O chanceler alemão, Friedrich Merz, questionou hoje se os Estados Unidos têm “uma estratégia verdadeiramente convincente” para as negociações com o Irão, quando há uma aparente estagnação nas conversações para a paz.
“Os iranianos, ao que parece, são mais fortes do que pensávamos, e os norte-americanos, ao que parece, também carecem de uma estratégia verdadeiramente convincente nas negociações”, afirmou Merz durante um debate com estudantes de uma escola secundária em Marsberg, no centro da Alemanha.
“O problema com este tipo de conflitos é sempre o mesmo: não basta envolver-se, é preciso também sair. Vimos isso de forma muito dolorosa no Afeganistão, durante 20 anos. Vimos isso no Iraque”, afirmou o chanceler, segundo a agência de notícias alemã DPA.

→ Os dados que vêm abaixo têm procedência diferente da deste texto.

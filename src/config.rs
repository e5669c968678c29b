use serde::Deserialize;
use std::path::PathBuf;

/// Which energy signal drives the beat detector.
#[derive(Debug, Clone, Copy, PartialEq, Eq, Deserialize)]
#[serde(rename_all = "lowercase")]
pub enum BeatSignal {
    Bass,
    Volume,
}

#[derive(Debug, Default, Deserialize)]
pub struct CoreConfig {
    #[serde(default)]
    pub analysis: AnalysisConfig,
    #[serde(default)]
    pub identify: IdentifyConfig,
}

#[derive(Debug, Deserialize)]
pub struct AnalysisConfig {
    /// FFT size of the live analyser feeding snapshots (512/1024/2048/4096).
    #[serde(default = "default_fft_size")]
    pub fft_size: usize,
    #[serde(default)]
    pub beat: BeatConfig,
}

#[derive(Debug, Clone, Copy, Deserialize)]
pub struct BeatConfig {
    #[serde(default = "default_beat_signal")]
    pub signal: BeatSignal,
    /// Threshold multiplier: beat when sample > mean + k * sigma.
    #[serde(default = "default_threshold_k")]
    pub threshold_k: f32,
    /// Minimum interval between beats.
    #[serde(default = "default_refractory_ms")]
    pub refractory_ms: u64,
    /// Samples required before the detector may fire at all.
    #[serde(default = "default_warmup_samples")]
    pub warmup_samples: u32,
    /// Weight of the newest sample in the rolling mean/variance.
    #[serde(default = "default_stats_alpha")]
    pub alpha: f32,
}

#[derive(Debug, Clone, Deserialize)]
pub struct IdentifyConfig {
    /// Byte-scale magnitude a block peak must exceed to contribute a bin.
    #[serde(default = "default_noise_floor")]
    pub noise_floor: u8,
    /// Minimum Jaccard similarity for a cache match.
    #[serde(default = "default_jaccard_threshold")]
    pub jaccard_threshold: f32,
    #[serde(default = "default_cache_capacity")]
    pub cache_capacity: usize,
    /// Bound on the external lookup, in seconds.
    #[serde(default = "default_timeout_secs")]
    pub timeout_secs: u64,
    #[serde(default = "default_endpoint")]
    pub endpoint: String,
    /// Credential for the external identification service.
    #[serde(default)]
    pub api_key: Option<String>,
}

impl Default for AnalysisConfig {
    fn default() -> Self {
        Self {
            fft_size: default_fft_size(),
            beat: BeatConfig::default(),
        }
    }
}

impl Default for BeatConfig {
    fn default() -> Self {
        Self {
            signal: default_beat_signal(),
            threshold_k: default_threshold_k(),
            refractory_ms: default_refractory_ms(),
            warmup_samples: default_warmup_samples(),
            alpha: default_stats_alpha(),
        }
    }
}

impl Default for IdentifyConfig {
    fn default() -> Self {
        Self {
            noise_floor: default_noise_floor(),
            jaccard_threshold: default_jaccard_threshold(),
            cache_capacity: default_cache_capacity(),
            timeout_secs: default_timeout_secs(),
            endpoint: default_endpoint(),
            api_key: None,
        }
    }
}

impl AnalysisConfig {
    /// Clamp `fft_size` to the supported analyser sizes.
    pub fn validated(mut self) -> Self {
        if !matches!(self.fft_size, 512 | 1024 | 2048 | 4096) {
            log::warn!(
                "Unsupported fft_size {}, falling back to {}",
                self.fft_size,
                default_fft_size()
            );
            self.fft_size = default_fft_size();
        }
        self
    }

    /// Expected snapshot length for the configured FFT size.
    pub fn snapshot_len(&self) -> usize {
        self.fft_size / 2
    }
}

fn default_fft_size() -> usize { 2048 }
fn default_beat_signal() -> BeatSignal { BeatSignal::Bass }
fn default_threshold_k() -> f32 { 1.8 }
fn default_refractory_ms() -> u64 { 120 }
fn default_warmup_samples() -> u32 { 20 }
fn default_stats_alpha() -> f32 { 0.06 }
fn default_noise_floor() -> u8 { 50 }
fn default_jaccard_threshold() -> f32 { 0.25 }
fn default_cache_capacity() -> usize { 50 }
fn default_timeout_secs() -> u64 { 25 }
fn default_endpoint() -> String { "https://api.resona.app/v1/identify".into() }

pub fn load_config(path: &PathBuf) -> Option<CoreConfig> {
    let content = std::fs::read_to_string(path).ok()?;
    toml::from_str(&content).ok()
}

Segundo Merz os norte-americanos “envolveram-se nesta guerra no Irão, evidentemente, sem qualquer estratégia”, antes de sublinhar que isso também torna o fim do conflito mais difícil.
“Sobretudo porque os iranianos, ao que parece, negoceiam com muita habilidade, ou melhor, sabem muito bem como não negociar”, apontou.
“Há toda uma nação inteira que está a ser humilhada pelos dirigentes iranianos”, criticou, insistindo que a situação “é bastante complicada”.
“Está a custar-nos muito dinheiro. Este conflito, esta guerra contra o Irão, tem repercussões diretas no nosso desempenho económico”, lamentou.
Por fim, reiterou que Berlim mantém a sua oferta de garantir a reabertura do Estreito de Ormuz, crucial para o abastecimento global de petróleo, enviando navios, embora tenha afirmado que uma condição prévia para tal é a cessação das hostilidades.
As declarações de Merz surgem quando aumenta as tensões diplomáticas entre os Estados Unidos e o Irão e a falta da confirmação de uma segunda reunião presencial para tentar chegar a um acordo, após o primeiro encontro na capital paquistanesa, Islamabad, e depois de Washington ter prorrogado o cessar-fogo acordado em 08 de abril.